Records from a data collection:
**********
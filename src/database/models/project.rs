use chrono::{DateTime, Utc};
use schemars::JsonSchema;
use serde::{Deserialize, Serialize};
use serde_json::Value;
use uuid::Uuid;

use super::entity::GraphStats;

#[derive(Debug, Clone, sqlx::FromRow)]
pub struct ProjectRow {
    pub id: Uuid,
    pub slug: String,
    pub name: String,
    pub graph_name: String,
    pub description: Option<String>,
    pub settings: Option<Value>,
    pub created_at: DateTime<Utc>,
    pub updated_at: DateTime<Utc>,
}

// Request/Response structures
#[derive(Debug, Clone, Serialize, Deserialize, JsonSchema)]
pub struct CreateProjectRequest {
    pub name: String,
    pub slug: Option<String>,
    pub description: Option<String>,
    #[serde(default)]
    pub settings: Option<Value>,
}

#[derive(Debug, Clone, Serialize, Deserialize, JsonSchema)]
pub struct ProjectResponse {
    pub id: Uuid,
    pub name: String,
    pub slug: String,
    pub graph_name: String,
    pub description: Option<String>,
    pub settings: Value,
    pub created_at: DateTime<Utc>,
    pub updated_at: DateTime<Utc>,
    #[serde(skip_serializing_if = "Option::is_none")]
    pub stats: Option<GraphStats>,
}

impl ProjectResponse {
    pub fn from_row(row: ProjectRow, stats: Option<GraphStats>) -> Self {
        Self {
            id: row.id,
            name: row.name,
            slug: row.slug,
            graph_name: row.graph_name,
            description: row.description,
            settings: row.settings.unwrap_or_else(|| Value::Object(Default::default())),
            created_at: row.created_at,
            updated_at: row.updated_at,
            stats,
        }
    }
}

#[derive(Debug, Clone, Serialize, Deserialize, JsonSchema)]
pub struct ProjectListResponse {
    pub projects: Vec<ProjectResponse>,
    pub total: i64,
}
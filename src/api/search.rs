use axum::{
    extract::{Path, State},
    http::StatusCode,
    response::Json,
};

use crate::api::{
    errors::{ApiResult, AppError},
    fetch_project,
    state::SharedState,
    ValidatedJson,
};
use crate::database::models::{FanoutSearchResponse, SearchRequest, SearchResponse};

fn validate(request: &SearchRequest) -> Result<(), (StatusCode, AppError)> {
    if request.query.trim().is_empty() {
        return Err((
            StatusCode::BAD_REQUEST,
            AppError::missing_field("Search query cannot be empty"),
        ));
    }
    if !(1..=100).contains(&request.limit) {
        return Err((
            StatusCode::BAD_REQUEST,
            AppError::validation("Search limit must be between 1 and 100"),
        ));
    }
    Ok(())
}

// Hybrid search within one project
pub async fn search(
    State(state): State<SharedState>,
    Path(slug): Path<String>,
    ValidatedJson(request): ValidatedJson<SearchRequest>,
) -> ApiResult<Json<SearchResponse>> {
    validate(&request)?;
    let project = fetch_project(&state, &slug).await?;

    let response = state
        .search
        .search(&project.slug, &project.graph_name, &request, None)
        .await
        .map_err(Into::<(StatusCode, AppError)>::into)?;

    Ok((StatusCode::OK, Json(response)))
}

// Fan-out search across every project
pub async fn fanout_search(
    State(state): State<SharedState>,
    ValidatedJson(request): ValidatedJson<SearchRequest>,
) -> ApiResult<Json<FanoutSearchResponse>> {
    validate(&request)?;

    let response = state
        .search
        .fanout(request)
        .await
        .map_err(Into::<(StatusCode, AppError)>::into)?;

    Ok((StatusCode::OK, Json(response)))
}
**********
Every record is to be repeated exactly as written.

▶ [ANSWER TO THE PROBLEM]
filename src/database/models/project.rs
use chrono::{DateTime, Utc};
use schemars::JsonSchema;
use serde::{Deserialize, Serialize};
use serde_json::Value;
use uuid::Uuid;

use super::entity::GraphStats;

#[derive(Debug, Clone, sqlx::FromRow)]
pub struct ProjectRow {
    pub id: Uuid,
    pub slug: String,
    pub name: String,
    pub graph_name: String,
    pub description: Option<String>,
    pub settings: Option<Value>,
    pub created_at: DateTime<Utc>,
    pub updated_at: DateTime<Utc>,
}

// Request/Response structures
#[derive(Debug, Clone, Serialize, Deserialize, JsonSchema)]
pub struct CreateProjectRequest {
    pub name: String,
    pub slug: Option<String>,
    pub description: Option<String>,
    #[serde(default)]
    pub settings: Option<Value>,
}

#[derive(Debug, Clone, Serialize, Deserialize, JsonSchema)]
pub struct ProjectResponse {
    pub id: Uuid,
    pub name: String,
    pub slug: String,
    pub graph_name: String,
    pub description: Option<String>,
    pub settings: Value,
    pub created_at: DateTime<Utc>,
    pub updated_at: DateTime<Utc>,
    #[serde(skip_serializing_if = "Option::is_none")]
    pub stats: Option<GraphStats>,
}

impl ProjectResponse {
    pub fn from_row(row: ProjectRow, stats: Option<GraphStats>) -> Self {
        Self {
            id: row.id,
            name: row.name,
            slug: row.slug,
            graph_name: row.graph_name,
            description: row.description,
            settings: row.settings.unwrap_or_else(|| Value::Object(Default::default())),
            created_at: row.created_at,
            updated_at: row.updated_at,
            stats,
        }
    }
}

#[derive(Debug, Clone, Serialize, Deserialize, JsonSchema)]
pub struct ProjectListResponse {
    pub projects: Vec<ProjectResponse>,
    pub total: i64,
}
filename src/api/search.rs
use axum::{
    extract::{Path, State},
    http::StatusCode,
    response::Json,
};

use crate::api::{
    errors::{ApiResult, AppError},
    fetch_project,
    state::SharedState,
    ValidatedJson,
};
use crate::database::models::{FanoutSearchResponse, SearchRequest, SearchResponse};

fn validate(request: &SearchRequest) -> Result<(), (StatusCode, AppError)> {
    if request.query.trim().is_empty() {
        return Err((
            StatusCode::BAD_REQUEST,
            AppError::missing_field("Search query cannot be empty"),
        ));
    }
    if !(1..=100).contains(&request.limit) {
        return Err((
            StatusCode::BAD_REQUEST,
            AppError::validation("Search limit must be between 1 and 100"),
        ));
    }
    Ok(())
}

// Hybrid search within one project
pub async fn search(
    State(state): State<SharedState>,
    Path(slug): Path<String>,
    ValidatedJson(request): ValidatedJson<SearchRequest>,
) -> ApiResult<Json<SearchResponse>> {
    validate(&request)?;
    let project = fetch_project(&state, &slug).await?;

    let response = state
        .search
        .search(&project.slug, &project.graph_name, &request, None)
        .await
        .map_err(Into::<(StatusCode, AppError)>::into)?;

    Ok((StatusCode::OK, Json(response)))
}

// Fan-out search across every project
pub async fn fanout_search(
    State(state): State<SharedState>,
    ValidatedJson(request): ValidatedJson<SearchRequest>,
) -> ApiResult<Json<FanoutSearchResponse>> {
    validate(&request)?;

    let response = state
        .search
        .fanout(request)
        .await
        .map_err(Into::<(StatusCode, AppError)>::into)?;

    Ok((StatusCode::OK, Json(response)))
}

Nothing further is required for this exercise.